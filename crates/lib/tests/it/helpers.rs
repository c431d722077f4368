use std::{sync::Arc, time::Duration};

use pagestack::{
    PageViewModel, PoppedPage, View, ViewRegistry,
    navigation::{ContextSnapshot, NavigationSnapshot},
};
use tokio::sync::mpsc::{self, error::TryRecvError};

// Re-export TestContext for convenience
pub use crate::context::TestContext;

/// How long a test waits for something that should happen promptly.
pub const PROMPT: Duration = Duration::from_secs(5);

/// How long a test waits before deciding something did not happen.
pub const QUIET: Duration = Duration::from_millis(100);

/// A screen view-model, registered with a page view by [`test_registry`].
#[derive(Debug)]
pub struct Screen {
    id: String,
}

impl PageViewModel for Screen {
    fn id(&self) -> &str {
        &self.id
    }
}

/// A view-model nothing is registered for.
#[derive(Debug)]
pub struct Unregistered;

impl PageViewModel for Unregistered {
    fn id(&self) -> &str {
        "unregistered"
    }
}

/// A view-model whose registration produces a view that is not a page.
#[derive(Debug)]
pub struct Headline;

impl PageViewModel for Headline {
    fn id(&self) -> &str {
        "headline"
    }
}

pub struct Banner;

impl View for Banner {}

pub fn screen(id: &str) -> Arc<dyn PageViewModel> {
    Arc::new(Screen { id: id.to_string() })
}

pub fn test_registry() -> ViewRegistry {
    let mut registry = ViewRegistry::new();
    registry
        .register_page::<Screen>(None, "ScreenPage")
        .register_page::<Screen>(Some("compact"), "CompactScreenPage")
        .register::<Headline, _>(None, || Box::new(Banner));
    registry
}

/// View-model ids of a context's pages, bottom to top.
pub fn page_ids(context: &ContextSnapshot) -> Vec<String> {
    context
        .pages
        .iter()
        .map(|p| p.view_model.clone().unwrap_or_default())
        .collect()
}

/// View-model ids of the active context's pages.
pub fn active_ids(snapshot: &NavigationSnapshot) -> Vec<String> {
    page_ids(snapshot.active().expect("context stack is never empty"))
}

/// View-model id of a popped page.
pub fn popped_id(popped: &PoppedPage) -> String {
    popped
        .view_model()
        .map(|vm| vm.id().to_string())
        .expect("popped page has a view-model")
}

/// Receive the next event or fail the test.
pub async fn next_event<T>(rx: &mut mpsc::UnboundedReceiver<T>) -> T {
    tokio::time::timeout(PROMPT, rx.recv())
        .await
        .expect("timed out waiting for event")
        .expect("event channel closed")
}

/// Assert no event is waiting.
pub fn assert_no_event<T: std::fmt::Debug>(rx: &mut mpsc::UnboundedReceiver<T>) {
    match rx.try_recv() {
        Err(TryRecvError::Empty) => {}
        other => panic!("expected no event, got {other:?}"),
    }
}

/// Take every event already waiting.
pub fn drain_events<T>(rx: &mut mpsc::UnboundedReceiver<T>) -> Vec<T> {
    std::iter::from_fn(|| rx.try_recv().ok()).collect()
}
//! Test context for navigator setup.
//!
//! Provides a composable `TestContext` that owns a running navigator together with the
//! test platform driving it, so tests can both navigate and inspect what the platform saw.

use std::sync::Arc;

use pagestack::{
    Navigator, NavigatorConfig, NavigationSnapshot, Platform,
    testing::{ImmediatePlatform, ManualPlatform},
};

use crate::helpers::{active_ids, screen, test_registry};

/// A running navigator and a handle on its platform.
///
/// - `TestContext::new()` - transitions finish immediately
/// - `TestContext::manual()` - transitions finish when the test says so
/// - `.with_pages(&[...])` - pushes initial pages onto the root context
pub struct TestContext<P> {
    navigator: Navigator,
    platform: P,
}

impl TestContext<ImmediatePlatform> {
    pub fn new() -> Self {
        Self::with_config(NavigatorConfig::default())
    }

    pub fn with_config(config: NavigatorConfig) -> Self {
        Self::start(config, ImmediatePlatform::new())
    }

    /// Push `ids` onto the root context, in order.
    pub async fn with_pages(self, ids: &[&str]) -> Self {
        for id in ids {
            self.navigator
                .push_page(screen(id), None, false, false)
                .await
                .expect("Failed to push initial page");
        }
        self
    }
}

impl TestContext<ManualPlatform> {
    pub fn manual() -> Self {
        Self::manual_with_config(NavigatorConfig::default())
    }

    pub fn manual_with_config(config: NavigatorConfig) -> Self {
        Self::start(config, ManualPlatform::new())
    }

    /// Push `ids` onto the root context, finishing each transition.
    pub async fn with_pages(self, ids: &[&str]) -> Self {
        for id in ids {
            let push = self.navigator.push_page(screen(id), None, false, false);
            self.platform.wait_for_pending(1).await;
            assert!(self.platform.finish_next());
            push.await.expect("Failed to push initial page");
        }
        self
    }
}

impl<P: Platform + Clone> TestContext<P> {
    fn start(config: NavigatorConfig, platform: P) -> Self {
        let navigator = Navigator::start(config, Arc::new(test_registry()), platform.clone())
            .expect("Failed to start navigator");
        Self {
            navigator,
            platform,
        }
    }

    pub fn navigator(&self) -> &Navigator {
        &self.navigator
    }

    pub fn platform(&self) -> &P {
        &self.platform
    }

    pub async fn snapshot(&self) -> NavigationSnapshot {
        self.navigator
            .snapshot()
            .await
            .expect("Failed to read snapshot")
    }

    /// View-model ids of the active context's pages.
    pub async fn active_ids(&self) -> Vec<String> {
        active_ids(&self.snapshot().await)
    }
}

::::::::

→ TASK ITEM:
The string "ManualPlatform" appears on some lines of the data; count those lines and report only how many there are.

→ EXERCISE RESPONSE:
3